Federal appeals panel: Prison officials not liable for rejecting humanism group

Tuesday, June 27, 2000

Prison officials could not be held liable for denying a former inmate’s requests to form a humanism chapter under the prison’s Religious Services Program, a federal appeals court panel has ruled.

Ben Kalka, who was an inmate in several federal prisons from 1991 until his release earlier this year, sued several Bureau of Prisons officials in September 1997, claiming a violation of his First Amendment freedom of religion rights.

Kalka filed his suit after the warden at a federal prison in Jesup, Ga., denied his request to establish humanism as a recognized religion in the institution.

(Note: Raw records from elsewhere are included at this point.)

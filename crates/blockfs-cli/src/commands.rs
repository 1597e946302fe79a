use std::io::Write;
use std::path::Path;

use anyhow::{Context, Result};
use blockfs::layout::Layout;
use blockfs::{FileBlockDevice, FileSystem, InodeKind};
use tracing::info;

use crate::cli::{Cli, Command};

type ImageFs<'a> = FileSystem<&'a mut FileBlockDevice>;

pub fn run(cli: &Cli, out: &mut impl Write) -> Result<()> {
    match &cli.command {
        Command::Format => format_image(&cli.image, cli.blocks, out),
        Command::Ls { path } => with_volume(&cli.image, |fs| {
            let entries = fs
                .list_dir(path)
                .with_context(|| format!("cannot list {path}"))?;
            for entry in entries {
                writeln!(
                    out,
                    "{}\t{}\t{}",
                    entry.inode_id,
                    kind_label(entry.kind),
                    entry.display_name()
                )?;
            }
            Ok(())
        }),
        Command::Create { name } => with_volume(&cli.image, |fs| {
            let inode_id = fs
                .create_entry_in_root(name)
                .with_context(|| format!("cannot create {name}"))?;
            writeln!(out, "{inode_id}")?;
            Ok(())
        }),
        Command::Stat { name } => with_volume(&cli.image, |fs| {
            let inode = fs
                .get_root_entry_inode(name)
                .with_context(|| format!("cannot stat {name}"))?;
            let block = inode
                .direct_block
                .map_or_else(|| "-".to_string(), |n| n.to_string());
            writeln!(out, "name:  {name}")?;
            writeln!(out, "kind:  {}", kind_label(inode.kind))?;
            writeln!(out, "size:  {}", inode.size)?;
            writeln!(out, "block: {block}")?;
            Ok(())
        }),
        Command::Write { name, input } => {
            let data = std::fs::read(input)
                .with_context(|| format!("failed to read {}", input.display()))?;
            with_volume(&cli.image, |fs| {
                fs.write_root_file(name, &data)
                    .with_context(|| format!("cannot write {name}"))?;
                info!(name, bytes = data.len(), "wrote file");
                Ok(())
            })
        }
        Command::Cat { name } => with_volume(&cli.image, |fs| {
            let data = fs
                .read_root_file(name)
                .with_context(|| format!("cannot read {name}"))?;
            out.write_all(&data)?;
            Ok(())
        }),
    }
}

// The layout is checked before the image is touched; opening resizes it.
fn format_image(image: &Path, blocks: u32, out: &mut impl Write) -> Result<()> {
    let layout = Layout::new(blocks)
        .with_context(|| format!("cannot format {} with {blocks} blocks", image.display()))?;
    let mut dev = FileBlockDevice::open(image, blocks)?;
    FileSystem::new(&mut dev)?.format();
    dev.flush()?;
    writeln!(
        out,
        "formatted {}: {blocks} blocks, {} data blocks",
        dev.path().display(),
        layout.data_block_count
    )?;
    Ok(())
}

// Non-format commands never resize: the block count comes from the image.
fn with_volume<T>(image: &Path, op: impl FnOnce(&mut ImageFs<'_>) -> Result<T>) -> Result<T> {
    let mut dev = FileBlockDevice::open_existing(image)?;
    let result = {
        let mut fs = FileSystem::new(&mut dev)?;
        op(&mut fs)?
    };
    dev.flush()?;
    Ok(result)
}

const fn kind_label(kind: InodeKind) -> &'static str {
    match kind {
        InodeKind::File => "file",
        InodeKind::Directory => "dir",
    }
}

Humanism is a non-theistic, secular-based philosophy, which many view as more of a worldview than a religion.

The prison’s Religious Issues Committee determined that humanism was “more philosophical and educational in nature.” The Bureau of Prisons told Kalka that he could freely practice his humanism and that his group could freely meet as part of the prison’s Education Department, but that the group could not establish itself as part of the Religious Services Department.

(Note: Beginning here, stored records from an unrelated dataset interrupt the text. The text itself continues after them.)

//! On-disk format constants for the block filesystem.

/// BLOCK_SIZE is the byte size of every device block.
pub const BLOCK_SIZE: usize = 4096;
/// BITS_PER_BLOCK is the number of units a single bitmap block can track.
pub const BITS_PER_BLOCK: usize = BLOCK_SIZE * 8;
/// DEFAULT_TOTAL_BLOCKS is the device size used by the CLI and test fixtures.
pub const DEFAULT_TOTAL_BLOCKS: u32 = 100;
/// TOTAL_INODES is the fixed number of inode records in the table.
pub const TOTAL_INODES: u32 = 128;
/// NAME_LEN is the width of the NUL-terminated name buffer in a directory entry.
pub const NAME_LEN: usize = 64;

/// FS_MAGIC identifies a formatted volume.
pub const FS_MAGIC: i32 = 0x1234_5678;
/// FS_VERSION is the on-disk format version.
pub const FS_VERSION: i32 = 1;

/// SUPERBLOCK_INDEX is the block holding the superblock.
pub const SUPERBLOCK_INDEX: u32 = 0;
/// INODE_BITMAP_INDEX is the block holding the inode bitmap.
pub const INODE_BITMAP_INDEX: u32 = 1;
/// DATA_BITMAP_INDEX is the block holding the data-block bitmap.
pub const DATA_BITMAP_INDEX: u32 = 2;
/// INODE_TABLE_START is the first block of the inode table.
pub const INODE_TABLE_START: u32 = 3;

/// SUPERBLOCK_SIZE is the encoded size of the superblock record.
pub const SUPERBLOCK_SIZE: usize = 16;
/// INODE_SIZE is the encoded size of one inode record.
pub const INODE_SIZE: usize = 12;
/// DIR_ENTRY_SIZE is the encoded size of one directory entry.
pub const DIR_ENTRY_SIZE: usize = 8 + NAME_LEN;
/// DIR_HEADER_SIZE is the size of the entry count preceding the entries.
pub const DIR_HEADER_SIZE: usize = 4;
/// MAX_ROOT_ENTRIES is how many entries fit in the root directory block.
pub const MAX_ROOT_ENTRIES: usize = (BLOCK_SIZE - DIR_HEADER_SIZE) / DIR_ENTRY_SIZE;

/// NO_BLOCK marks an inode without an attached data block.
pub const NO_BLOCK: i32 = -1;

Kalka alleged that the Bureau of Prisons’ policy of excluding humanist groups from the prison chapels violated both the free-exercise and establishment clauses of the First Amendment.

In September 1998, a federal district court assumed that humanism was a religion. However, the lower court reasoned that denying Kalka access to the prison chapel did not prevent him from practicing his humanist beliefs.

On appeal, a unanimous three-judge panel of the U.S. Court of Appeals for the District of Columbia agreed with the lower court, but reached its decision on different grounds in its June 23 opinion in Kalka v. Hawk.

The panel also assumed for argument’s sake that Kalka’s humanism is a religion.

The panel then determined that the prison officials were entitled to qualified immunity. Qualified immunity shield defendants from liability in civil rights violations if they did not violate a clearly established constitutional right of which a reasonable official should have been aware.

“A reasonable official would not have believed that excluding Kalka’s humanism from the prison’s Religious Services Program was unlawful,” the panel wrote. “There was neither precedent declaring humanism in general to be a religion nor any prior ruling on the religious nature of Kalka’s beliefs.”

Calls to attorneys handling the case were not returned.